The story behind ‘Arctic Circle,’ the Chiefs’ trick play that baffled the Raiders

Their creative boldness began when their archrival called a timeout.

The Chiefs were already in command of the game Saturday night when the Las Vegas Raiders used their first timeout, a move to preserve the final minute before halftime. With the Chiefs already in the red zone, superstar quarterback Patrick Mahomes walked toward the sideline to have a quick chat with coach Andy Reid and offensive coordinator Eric Bieniemy. Together, the trio wanted to find the correct play for the next snap, a second-and-3 from the Raiders’ 9-yard line.

A few seconds later, a decision was made: The Chiefs, in their regular-season finale, were going to run one of their most unique plays.

“It was really surprising because nobody was expecting that play to be run,” receiver Kadarius Toney said, grinning.

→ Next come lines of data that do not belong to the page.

// ⚖️ Reconciliation Engine - FIFO allocation of payment credit to lessons
//
// For one payer and one billing party:
//   available_credit = Σ live payments
//   walk live lessons oldest first (ties by lesson id):
//     cost == 0                      → PAID
//     credit >= cost                 → PAID, credit -= cost
//     otherwise                      → UNPAID, credit drains to max(0, credit - cost)
//
// The drain keeps the PAID set a chronological prefix: once a lesson goes
// unpaid, no later lesson can jump ahead of it for credit. Credit is local to
// one pass; every scope recomputes its own.

use crate::correction::live;
use crate::entities::{LessonLog, PaymentRecord};
use chrono::{DateTime, Utc};
use rust_decimal::Decimal;
use serde::{Deserialize, Serialize};
use std::collections::{BTreeMap, BTreeSet};
use tracing::debug;
use uuid::Uuid;

// ============================================================================
// STATUS + SCOPE
// ============================================================================

#[derive(Debug, Clone, Copy, PartialEq, Eq, Hash, Serialize, Deserialize)]
pub enum PaidStatus {
    Paid,
    Unpaid,
}

impl PaidStatus {
    pub fn as_str(&self) -> &'static str {
        match self {
            PaidStatus::Paid => "PAID",
            PaidStatus::Unpaid => "UNPAID",
        }
    }
}

/// Which lessons compete for which credit
#[derive(Debug, Clone, Copy, PartialEq, Eq, Serialize, Deserialize)]
pub struct ReconciliationScope {
    pub payer: Uuid,

    /// One relationship only; `None` reconciles every billing party of the payer
    pub billing_party: Option<Uuid>,

    /// Only this student's lessons and only their share of each lesson's cost
    pub student: Option<Uuid>,
}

“I was super excited,” right tackle Andrew Wylie said, laughing.

“You have to have fun out there,” Mahomes said, smiling.

In a manner of just five seconds, the Chiefs, in front of opposing defenders they already had been dominating, used a never-before-seen huddle to further baffle and embarrass the Raiders. Mahomes relayed the play call to his 10 teammates on the field by saying two words: “Snow globe.”

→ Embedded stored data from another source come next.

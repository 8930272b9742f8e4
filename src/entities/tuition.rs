// 🗓️ Tuition Catalog - recurring lesson slots + their attachments
//
// A TuitionRecord's id is derived (see identity.rs). Records never survive a
// rebuild; only their id recurs. Charges and meeting links hang off the id.

use rust_decimal::Decimal;
use serde::{Deserialize, Serialize};
use uuid::Uuid;

#[derive(Debug, Clone, PartialEq, Eq, Serialize, Deserialize)]
pub struct TuitionRecord {
    pub id: Uuid,
    pub subject: String,
    pub educational_system: String,
    pub teacher_id: Uuid,

    /// Which of the group's weekly lessons this is (1-based)
    pub lesson_index: u32,

    pub min_duration_mins: u32,
    pub max_duration_mins: u32,
}

/// Per-student cost template for a tuition
#[derive(Debug, Clone, PartialEq, Eq, Serialize, Deserialize)]
pub struct ChargeRecord {
    pub tuition_id: Uuid,
    pub student_id: Uuid,

    /// Payer of this charge (the student's parent)
    pub parent_id: Uuid,

    pub cost: Decimal,

    /// Set by a manual override; only overridden costs survive a rebuild
    pub overridden: bool,
}

/// Online meeting details attached 1:1 to a tuition
#[derive(Debug, Clone, PartialEq, Eq, Serialize, Deserialize)]
pub struct MeetingLink {
    pub tuition_id: Uuid,
    pub url: String,
    pub meeting_id: Option<String>,
    pub passcode: Option<String>,
}

impl MeetingLink {
    pub fn new(tuition_id: Uuid, url: &str) -> Self {
        MeetingLink {
            tuition_id,
            url: url.to_string(),
            meeting_id: None,
            passcode: None,
        }
    }

    /// Same link pointed at another tuition
    pub fn reattach(&self, tuition_id: Uuid) -> Self {
        MeetingLink {
            tuition_id,
            ..self.clone()
        }
    }
}

/// A tuition with its charges and optional link, as stored
#[derive(Debug, Clone, PartialEq, Eq, Serialize, Deserialize)]
pub struct CatalogEntry {
    pub tuition: TuitionRecord,
    pub charges: Vec<ChargeRecord>,
    pub meeting_link: Option<MeetingLink>,
}

impl CatalogEntry {
    pub fn student_ids(&self) -> Vec<Uuid> {
        let mut ids: Vec<Uuid> = self.charges.iter().map(|c| c.student_id).collect();
        ids.sort();
        ids
    }

    pub fn total_cost(&self) -> Decimal {
        self.charges.iter().map(|c| c.cost).sum()
    }
}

Then the Chiefs linked their arms together and began shuffling their feet toward the right, transforming their huddle into a counter-clockwise carousel. It resembled school children dancing in a circle while singing “Ring Around the Rosie” on the playground at recess.

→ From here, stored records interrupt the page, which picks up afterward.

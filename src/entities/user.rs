// 👤 User Directory - one identity, one role payload
//
// Every user is a single record; the role discriminator selects the
// role-specific payload. Resolved once at load time, so a student's parent,
// default cost and duration limits are always at hand without a second query.

use rust_decimal::Decimal;
use serde::{Deserialize, Serialize};
use std::collections::HashMap;
use uuid::Uuid;

// ============================================================================
// ROLE PAYLOADS
// ============================================================================

/// A (subject, educational system) pair a teacher is qualified for
#[derive(Debug, Clone, PartialEq, Eq, Hash, Serialize, Deserialize)]
pub struct Specialty {
    pub subject: String,
    pub educational_system: String,
}

#[derive(Debug, Clone, Default, PartialEq, Serialize, Deserialize)]
pub struct TeacherProfile {
    pub specialties: Vec<Specialty>,
}

#[derive(Debug, Clone, PartialEq, Serialize, Deserialize)]
pub struct ParentProfile {
    /// ISO 4217 code the parent is billed in
    pub currency: String,
}

#[derive(Debug, Clone, PartialEq, Serialize, Deserialize)]
pub struct StudentProfile {
    /// The payer for this student's lessons
    pub parent_id: Uuid,

    /// Cost per lesson used when no override exists
    pub default_cost: Decimal,

    pub min_duration_mins: u32,
    pub max_duration_mins: u32,
    pub grade: Option<u8>,
}

#[derive(Debug, Clone, PartialEq, Serialize, Deserialize)]
pub enum Role {
    Admin,
    Teacher(TeacherProfile),
    Parent(ParentProfile),
    Student(StudentProfile),
}

impl Role {
    pub fn as_str(&self) -> &'static str {
        match self {
            Role::Admin => "admin",
            Role::Teacher(_) => "teacher",
            Role::Parent(_) => "parent",
            Role::Student(_) => "student",
        }
    }
}

// ============================================================================
// USER
// ============================================================================

#[derive(Debug, Clone, PartialEq, Serialize, Deserialize)]
pub struct User {
    pub id: Uuid,
    pub email: String,
    pub first_name: Option<String>,
    pub last_name: Option<String>,
    pub timezone: String,
    pub role: Role,
}

impl User {
    pub fn new(email: &str, role: Role) -> Self {
        User {
            id: Uuid::new_v4(),
            email: email.to_string(),
            first_name: None,
            last_name: None,
            timezone: "UTC".to_string(),
            role,
        }
    }

    pub fn with_name(mut self, first: &str, last: &str) -> Self {
        self.first_name = Some(first.to_string());
        self.last_name = Some(last.to_string());
        self
    }

    pub fn full_name(&self) -> String {
        format!(
            "{} {}",
            self.first_name.as_deref().unwrap_or(""),
            self.last_name.as_deref().unwrap_or("")
        )
        .trim()
        .to_string()
    }

    pub fn as_student(&self) -> Option<&StudentProfile> {
        match &self.role {
            Role::Student(profile) => Some(profile),
            _ => None,
        }
    }

    pub fn as_teacher(&self) -> Option<&TeacherProfile> {
        match &self.role {
            Role::Teacher(profile) => Some(profile),
            _ => None,
        }
    }

    pub fn as_parent(&self) -> Option<&ParentProfile> {
        match &self.role {
            Role::Parent(profile) => Some(profile),
            _ => None,
        }
    }
}

// ============================================================================
// DIRECTORY
// ============================================================================

/// In-memory view of all users, keyed by id
#[derive(Debug, Clone, Default)]
pub struct UserDirectory {
    users: HashMap<Uuid, User>,
}

impl UserDirectory {
    pub fn new() -> Self {
        Self::default()
    }

    pub fn insert(&mut self, user: User) {
        self.users.insert(user.id, user);
    }

    pub fn get(&self, id: Uuid) -> Option<&User> {
        self.users.get(&id)
    }

    pub fn student(&self, id: Uuid) -> Option<&StudentProfile> {
        self.get(id).and_then(User::as_student)
    }

    pub fn teacher(&self, id: Uuid) -> Option<&TeacherProfile> {
        self.get(id).and_then(User::as_teacher)
    }

    pub fn has_specialty(&self, teacher_id: Uuid, subject: &str, educational_system: &str) -> bool {
        self.teacher(teacher_id).map_or(false, |t| {
            t.specialties
                .iter()
                .any(|s| s.subject == subject && s.educational_system == educational_system)
        })
    }

    pub fn len(&self) -> usize {
        self.users.len()
    }

    pub fn is_empty(&self) -> bool {
        self.users.is_empty()
    }
}

impl FromIterator<User> for UserDirectory {
    fn from_iter<I: IntoIterator<Item = User>>(iter: I) -> Self {
        let mut directory = UserDirectory::new();
        for user in iter {
            directory.insert(user);
        }
        directory
    }
}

Following the Chiefs’ antics, several of the Raiders’ defenders looked at one another.

“That’s the benefit,” Reid said. “It’s just to create a little bit of confusion and then line up in something that’s not familiar to the opposing team. I thought the guys executed it well.”

The unusual formation featured Mahomes, Toney, superstar tight end Travis Kelce and running back Jerick McKinnon all in the backfield.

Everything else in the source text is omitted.